▶ Saved data entries:
......
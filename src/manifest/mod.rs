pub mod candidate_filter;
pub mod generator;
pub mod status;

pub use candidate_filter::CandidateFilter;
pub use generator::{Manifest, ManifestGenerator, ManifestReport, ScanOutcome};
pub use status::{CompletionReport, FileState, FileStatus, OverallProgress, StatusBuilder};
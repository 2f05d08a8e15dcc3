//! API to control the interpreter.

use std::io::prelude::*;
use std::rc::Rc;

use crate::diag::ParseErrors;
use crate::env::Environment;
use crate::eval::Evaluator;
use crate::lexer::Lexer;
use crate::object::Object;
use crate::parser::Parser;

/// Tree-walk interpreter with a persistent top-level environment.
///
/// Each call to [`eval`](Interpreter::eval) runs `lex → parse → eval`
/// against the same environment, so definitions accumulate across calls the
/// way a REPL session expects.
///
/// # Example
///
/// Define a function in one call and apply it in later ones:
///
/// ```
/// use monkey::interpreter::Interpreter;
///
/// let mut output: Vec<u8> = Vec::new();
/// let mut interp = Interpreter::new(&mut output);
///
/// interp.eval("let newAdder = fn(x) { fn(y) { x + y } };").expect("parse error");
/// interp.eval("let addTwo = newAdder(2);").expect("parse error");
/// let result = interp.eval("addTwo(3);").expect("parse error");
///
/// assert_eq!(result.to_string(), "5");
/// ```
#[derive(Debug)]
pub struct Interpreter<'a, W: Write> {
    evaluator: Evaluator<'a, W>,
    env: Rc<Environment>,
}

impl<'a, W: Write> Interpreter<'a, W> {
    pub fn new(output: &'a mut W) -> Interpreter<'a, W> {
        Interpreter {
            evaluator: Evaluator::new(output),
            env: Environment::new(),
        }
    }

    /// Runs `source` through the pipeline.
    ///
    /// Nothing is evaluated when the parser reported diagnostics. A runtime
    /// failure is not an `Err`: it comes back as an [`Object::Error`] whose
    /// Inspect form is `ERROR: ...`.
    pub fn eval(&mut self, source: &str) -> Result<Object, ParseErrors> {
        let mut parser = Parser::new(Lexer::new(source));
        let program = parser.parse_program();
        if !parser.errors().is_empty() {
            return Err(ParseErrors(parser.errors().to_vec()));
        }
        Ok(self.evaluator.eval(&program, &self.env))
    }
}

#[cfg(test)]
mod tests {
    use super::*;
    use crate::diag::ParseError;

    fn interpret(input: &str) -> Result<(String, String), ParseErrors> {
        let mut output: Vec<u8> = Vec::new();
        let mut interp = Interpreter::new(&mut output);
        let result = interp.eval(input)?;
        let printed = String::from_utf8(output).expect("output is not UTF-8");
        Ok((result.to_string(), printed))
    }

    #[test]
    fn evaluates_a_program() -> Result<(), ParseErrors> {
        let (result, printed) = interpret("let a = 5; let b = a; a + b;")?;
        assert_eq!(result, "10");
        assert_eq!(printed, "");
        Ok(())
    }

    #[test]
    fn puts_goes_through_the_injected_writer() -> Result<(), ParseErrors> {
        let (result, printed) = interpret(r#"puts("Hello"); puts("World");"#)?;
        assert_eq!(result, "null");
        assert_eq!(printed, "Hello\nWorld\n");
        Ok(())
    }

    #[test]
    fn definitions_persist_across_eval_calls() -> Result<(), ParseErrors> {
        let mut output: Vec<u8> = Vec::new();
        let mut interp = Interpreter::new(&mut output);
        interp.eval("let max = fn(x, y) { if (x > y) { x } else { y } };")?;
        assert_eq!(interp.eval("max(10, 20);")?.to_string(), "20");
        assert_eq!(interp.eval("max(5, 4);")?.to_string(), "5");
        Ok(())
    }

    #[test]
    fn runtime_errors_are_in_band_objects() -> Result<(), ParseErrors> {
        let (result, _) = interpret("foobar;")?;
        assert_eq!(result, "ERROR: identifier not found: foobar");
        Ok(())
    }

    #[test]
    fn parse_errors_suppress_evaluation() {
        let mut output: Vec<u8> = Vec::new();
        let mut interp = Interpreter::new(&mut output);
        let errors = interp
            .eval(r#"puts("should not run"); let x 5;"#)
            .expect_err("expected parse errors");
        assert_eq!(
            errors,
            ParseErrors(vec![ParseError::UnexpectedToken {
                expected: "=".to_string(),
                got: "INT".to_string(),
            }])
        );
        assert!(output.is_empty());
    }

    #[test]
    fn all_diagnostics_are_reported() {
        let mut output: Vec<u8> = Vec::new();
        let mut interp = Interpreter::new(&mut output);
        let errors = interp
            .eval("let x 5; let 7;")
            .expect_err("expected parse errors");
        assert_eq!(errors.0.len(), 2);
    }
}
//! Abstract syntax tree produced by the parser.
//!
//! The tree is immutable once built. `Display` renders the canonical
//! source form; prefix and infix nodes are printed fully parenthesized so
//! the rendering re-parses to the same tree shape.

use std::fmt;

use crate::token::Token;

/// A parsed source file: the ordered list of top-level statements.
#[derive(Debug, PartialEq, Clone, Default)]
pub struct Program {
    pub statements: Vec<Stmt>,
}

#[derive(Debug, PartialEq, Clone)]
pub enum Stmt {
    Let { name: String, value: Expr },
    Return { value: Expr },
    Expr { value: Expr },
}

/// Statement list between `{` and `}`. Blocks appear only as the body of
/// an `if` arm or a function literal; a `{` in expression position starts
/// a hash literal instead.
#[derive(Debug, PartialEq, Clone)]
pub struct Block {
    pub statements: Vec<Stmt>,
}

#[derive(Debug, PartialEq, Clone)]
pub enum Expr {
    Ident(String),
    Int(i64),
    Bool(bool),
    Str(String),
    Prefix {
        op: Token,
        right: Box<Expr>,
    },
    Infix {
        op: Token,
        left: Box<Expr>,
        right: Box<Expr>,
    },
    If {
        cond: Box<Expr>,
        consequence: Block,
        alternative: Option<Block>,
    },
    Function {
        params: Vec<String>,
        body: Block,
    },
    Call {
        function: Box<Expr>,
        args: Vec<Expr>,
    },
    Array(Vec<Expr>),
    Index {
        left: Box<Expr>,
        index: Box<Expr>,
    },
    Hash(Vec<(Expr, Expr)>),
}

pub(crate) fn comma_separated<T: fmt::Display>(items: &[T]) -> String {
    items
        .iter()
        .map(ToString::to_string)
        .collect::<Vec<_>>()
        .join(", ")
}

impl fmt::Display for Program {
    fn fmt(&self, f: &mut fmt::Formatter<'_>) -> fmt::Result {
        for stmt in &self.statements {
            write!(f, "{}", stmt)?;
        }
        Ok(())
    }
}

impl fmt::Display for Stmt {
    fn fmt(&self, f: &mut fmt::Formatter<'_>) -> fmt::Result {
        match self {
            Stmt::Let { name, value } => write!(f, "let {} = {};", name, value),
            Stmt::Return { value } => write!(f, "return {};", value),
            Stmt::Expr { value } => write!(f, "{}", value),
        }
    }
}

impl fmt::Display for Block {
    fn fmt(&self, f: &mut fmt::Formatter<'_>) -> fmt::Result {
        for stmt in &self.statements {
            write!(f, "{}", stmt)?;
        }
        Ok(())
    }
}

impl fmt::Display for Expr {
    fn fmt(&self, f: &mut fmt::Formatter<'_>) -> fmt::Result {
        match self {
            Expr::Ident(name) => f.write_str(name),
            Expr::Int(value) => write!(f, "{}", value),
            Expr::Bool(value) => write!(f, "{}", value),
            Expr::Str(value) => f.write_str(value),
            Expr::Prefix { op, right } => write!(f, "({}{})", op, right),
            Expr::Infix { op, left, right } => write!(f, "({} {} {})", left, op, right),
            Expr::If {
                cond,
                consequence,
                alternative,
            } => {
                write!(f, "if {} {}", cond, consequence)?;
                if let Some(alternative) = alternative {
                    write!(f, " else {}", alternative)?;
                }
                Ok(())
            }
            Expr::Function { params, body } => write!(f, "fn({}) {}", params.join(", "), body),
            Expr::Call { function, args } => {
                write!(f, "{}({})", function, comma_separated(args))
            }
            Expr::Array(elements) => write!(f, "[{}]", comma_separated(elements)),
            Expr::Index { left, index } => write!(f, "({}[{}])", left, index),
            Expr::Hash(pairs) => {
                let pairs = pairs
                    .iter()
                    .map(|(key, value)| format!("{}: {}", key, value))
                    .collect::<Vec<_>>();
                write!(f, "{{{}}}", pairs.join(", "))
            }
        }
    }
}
......
▶ WHAT IS BEING ASKED: Identify the lines above that contain the word "foobar", then copy them.

▶ PROBLEM SOLUTION:
        let (result, _) = interpret("foobar;")?;
        assert_eq!(result, "ERROR: identifier not found: foobar");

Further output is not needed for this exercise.